The internet is a treasure trove of maps. I have spent hours happily clicking through old county atlases at Historic Map Works, sometimes for research, sometimes for fun, sometimes to trace the changes on a particular piece of land through decades of maps. However, if I had to give my heart to just one mapping web site – and I hope I’ll never be forced to put all my love in one basket like that – it would be Google Earth/Google Maps.
Through their incredible system of satellite images and street views, Google brings us face to face with ourselves and the effect we have on the planet. Flying over the prairie in Google Earth, we can see every single change human beings have made to the Earth, good and bad. We can see the evidence of our own history.
Earlier this week, I found myself playing with Google Maps, tracing the path of the Santa Fe Trail across Kansas after studying several National Historic Register documents at the Kansas State Historical Society web site. Imagine my sense of wonder, as I scrolled along U.S. 54/400 past Dodge City, and saw this:
That curve of tracks, like an archer’s bow holding the string of highway, are the result of thousands of wagons following the Santa Fe Trail, their wheels digging deep ruts into the prairie sod as they made their way along a rough 1,200 mile journey fraught with danger. The route was only officially used by wagons for about six decades, a geological moment in time so small it’s nearly irrelevant. Yet, 130 years after trains replaced wagons as the transportation mode of choice, an arch nearly two miles long remains to tell the story of people willing to put themselves at great risk to cross foreign territory. Over time, it is likely that rivers will shift, the ruts will fill in, or some weather-related catastrophe will obscure them. But right now, we have an easily accessible window from which we can peer into the past and glean understanding from something as simple as the path of thousands of wagon wheels.

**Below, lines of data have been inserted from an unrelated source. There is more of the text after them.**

use std::env;
use std::fs;
use std::path::{Path, PathBuf};

use serde::{Deserialize, Serialize};
use thiserror::Error;

/// Strategy for picking which eligible units a buy-X-get-Y action gives away.
/// `CheapestFirst` is the conservative default: the promotion grants the
/// minimum-value discount, which is documented storefront behavior.
#[derive(Clone, Copy, Debug, PartialEq, Eq, Serialize, Deserialize)]
#[serde(rename_all = "snake_case")]
pub enum FreeUnitSelection {
    CheapestFirst,
    MostExpensiveFirst,
}

#[derive(Clone, Copy, Debug, PartialEq, Eq, Serialize, Deserialize)]
#[serde(default)]
pub struct EngineConfig {
    pub free_unit_selection: FreeUnitSelection,
    pub max_coupons_per_basket: u32,
}

impl Default for EngineConfig {
    fn default() -> Self {
        Self { free_unit_selection: FreeUnitSelection::CheapestFirst, max_coupons_per_basket: 1 }
    }
}

#[derive(Clone, Debug, Default)]
pub struct LoadOptions {
    pub config_path: Option<PathBuf>,
    pub require_file: bool,
}

#[derive(Debug, Error)]
pub enum ConfigError {
    #[error("could not read config file `{path}`: {source}")]
    ReadFile { path: PathBuf, source: std::io::Error },
    #[error("could not parse config file `{path}`: {source}")]
    ParseFile { path: PathBuf, source: toml::de::Error },
    #[error("required config file was not found: `{0}`")]
    MissingConfigFile(PathBuf),
    #[error("invalid environment override for `{key}`: `{value}`")]
    InvalidEnvOverride { key: String, value: String },
}

const DEFAULT_CONFIG_PATH: &str = "tally.toml";
const ENV_FREE_UNIT_SELECTION: &str = "TALLY_FREE_UNIT_SELECTION";
const ENV_MAX_COUPONS: &str = "TALLY_MAX_COUPONS";

impl EngineConfig {
    /// Layering: built-in defaults, then the TOML file (if present), then
    /// environment variables.
    pub fn load(options: LoadOptions) -> Result<Self, ConfigError> {
        let path =
            options.config_path.unwrap_or_else(|| PathBuf::from(DEFAULT_CONFIG_PATH));
        let mut config = match read_config_file(&path)? {
            Some(config) => config,
            None if options.require_file => {
                return Err(ConfigError::MissingConfigFile(path));
            }
            None => EngineConfig::default(),
        };
        apply_env_overrides(&mut config)?;
        Ok(config)
    }
}

fn read_config_file(path: &Path) -> Result<Option<EngineConfig>, ConfigError> {
    let contents = match fs::read_to_string(path) {
        Ok(contents) => contents,
        Err(source) if source.kind() == std::io::ErrorKind::NotFound => return Ok(None),
        Err(source) => {
            return Err(ConfigError::ReadFile { path: path.to_path_buf(), source });
        }
    };
    let config = toml::from_str(&contents)
        .map_err(|source| ConfigError::ParseFile { path: path.to_path_buf(), source })?;
    Ok(Some(config))
}

fn apply_env_overrides(config: &mut EngineConfig) -> Result<(), ConfigError> {
    if let Ok(value) = env::var(ENV_FREE_UNIT_SELECTION) {
        config.free_unit_selection = match value.as_str() {
            "cheapest_first" => FreeUnitSelection::CheapestFirst,
            "most_expensive_first" => FreeUnitSelection::MostExpensiveFirst,
            _ => {
                return Err(ConfigError::InvalidEnvOverride {
                    key: ENV_FREE_UNIT_SELECTION.to_string(),
                    value,
                });
            }
        };
    }
    if let Ok(value) = env::var(ENV_MAX_COUPONS) {
        config.max_coupons_per_basket = value.parse().map_err(|_| {
            ConfigError::InvalidEnvOverride { key: ENV_MAX_COUPONS.to_string(), value }
        })?;
    }
    Ok(())
}

#[cfg(test)]
mod tests {
    use std::io::Write;

    use super::{ConfigError, EngineConfig, FreeUnitSelection, LoadOptions};

    #[test]
    fn defaults_allow_one_coupon_and_cheapest_first_selection() {
        let config = EngineConfig::default();
        assert_eq!(config.max_coupons_per_basket, 1);
        assert_eq!(config.free_unit_selection, FreeUnitSelection::CheapestFirst);
    }

    #[test]
    fn loads_settings_from_toml_file() {
        let mut file = tempfile::NamedTempFile::new().expect("temp file");
        writeln!(file, "free_unit_selection = \"most_expensive_first\"").expect("write");
        writeln!(file, "max_coupons_per_basket = 2").expect("write");

        let config = EngineConfig::load(LoadOptions {
            config_path: Some(file.path().to_path_buf()),
            require_file: true,
        })
        .expect("config should load");

        assert_eq!(config.free_unit_selection, FreeUnitSelection::MostExpensiveFirst);
        assert_eq!(config.max_coupons_per_basket, 2);
    }

    #[test]
    fn missing_required_file_is_an_error() {
        let result = EngineConfig::load(LoadOptions {
            config_path: Some("/nonexistent/tally.toml".into()),
            require_file: true,
        });
        assert!(matches!(result, Err(ConfigError::MissingConfigFile(_))));
    }

    #[test]
    fn partial_file_keeps_defaults_for_omitted_keys() {
        let mut file = tempfile::NamedTempFile::new().expect("temp file");
        writeln!(file, "max_coupons_per_basket = 3").expect("write");

        let config = EngineConfig::load(LoadOptions {
            config_path: Some(file.path().to_path_buf()),
            require_file: true,
        })
        .expect("config should load");

        assert_eq!(config.max_coupons_per_basket, 3);
        assert_eq!(config.free_unit_selection, FreeUnitSelection::CheapestFirst);
    }
}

Saw your tweet re: baseball-sized hail in Council Grove, decided to stop by….nice place you have here!
Thanks, andrewo! I’m just glad *we* didn’t get the baseball-sized hail here in Lyon County.
Diana, I read your story on the map, maybe there is a good mystery, using a map as part of the plot or narrative
Truly! I found that there are many, many miles of trail ruts visible from above. Definite story potential.